Exercise details —
Show all lines from the listing below that contain "record".

::::::::::

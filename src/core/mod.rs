//! # Core Payload Components
//!
//! The identity record carried by the proxy and the header that marks it.
//!
//! This module is pure data transformation: no I/O, no cryptography.
//!
//! ## Components
//! - **Header**: `^Floodgate^` identifier and version marker detection
//! - **BedrockData**: twelve-field null-delimited identity record codec
//! - **LinkedPlayer**: `;`-separated linked Java account token
//!
//! ## Wire Format
//! ```text
//! [Identifier(11)] [Marker(1)] [Encrypted record(N)]
//! ```

pub mod bedrock_data;
pub mod header;
pub mod linked_player;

::::::::::

Result of this task —
//! The identity record carried by the proxy and the header that marks it.
//! - **BedrockData**: twelve-field null-delimited identity record codec
//! [Identifier(11)] [Marker(1)] [Encrypted record(N)]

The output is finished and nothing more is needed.